In charge of making that change is the Director of the Department of Labor and Industrial Relations. Director Todd Smith said that in August of 2008, the Department predicted an increase of 40 cents for 2009/

 

“A review of the Consumer Price Index (CPI) for July 2008 confirms the Missouri minimum wage rate will increase to $7.05 effective January 1, 2009,” he predicted at the time.

 

That prediction has become a reality. The Missouri minimum wage, pegged to the cost of living, went up precisely 40 cents on January 1, 2009, increasing from $6.65 to $7.05 an hour. According to the Missouri Department of Labor and Industrial Relations, last year’s increase was a mere 15 cents per hour. The much higher rise in the cost of living has driven the dramatic increase in the Missouri minimum wage rate.

 

Those businesses that earn less than a half-million dollars annually need not comply with the Missouri minimum wage law. Those workers employed by companies that are involved in interstate commerce are protected by the federal minimum wage.
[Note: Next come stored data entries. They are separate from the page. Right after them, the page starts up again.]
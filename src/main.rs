//! Kitchen - a live code playground in the terminal.

use anyhow::{Context, Result};
use clap::{ColorChoice, Parser};
use kitchen::cli::{self, Cli, Commands};
use kitchen::config::KitchenConfig;
use kitchen::{core, logger};

fn main() -> Result<()> {
    // Setup global Ctrl+C handler (before any blocking operations)
    core::setup_shutdown_handler()?;

    let cli = Cli::parse();

    // Set global color override based on CLI option
    match cli.color {
        ColorChoice::Always => owo_colors::set_override(true),
        ColorChoice::Never => owo_colors::set_override(false),
        ColorChoice::Auto => {} // owo-colors auto-detects TTY
    }
    logger::set_verbose(cli.verbose);

    let config = KitchenConfig::load(&cli)?;
    let cwd = std::env::current_dir().context("Failed to get current working directory")?;

    let runtime = tokio::runtime::Builder::new_multi_thread()
        .enable_all()
        .build()
        .context("Failed to start async runtime")?;

    match &cli.command {
        Commands::Build { session } => {
            runtime.block_on(cli::build::run_build(&config, session, &cwd))
        }
        Commands::Watch { session } => {
            let (shutdown_tx, shutdown_rx) = crossbeam::channel::bounded(1);
            core::register_shutdown(shutdown_tx);
            runtime.block_on(cli::watch::run_watch(&config, session, &cwd, shutdown_rx))
        }
    }
}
That currently stands at $6.55 an hour, and is scheduled to go up on July of 2009.

 

Some commentators are concerned that the large hike will have a negative impact on smaller employers in Missouri, particularly when combined with lower sales and higher operating costs.

 

The U.S. Bureau of Labor Statistics each year publishes the CPI for Urban Wage Earners and Clerical workers, and this figure is the one used by Missouri to establish its minimum wage rate.

 

Interestingly, Missouri is one of the few states that allow the minimum wage to go down if the CPI declines.

 

In those cases where a worker is eligible for payment under either the federal or state minimum wage, the higher benefit trumps the lower one. In Missouri’s case, the state minimum wage, now at $7.05 an hour, exceeds the federal level, at least until July 2009, so the state minimum wage has precedence over the federal rate.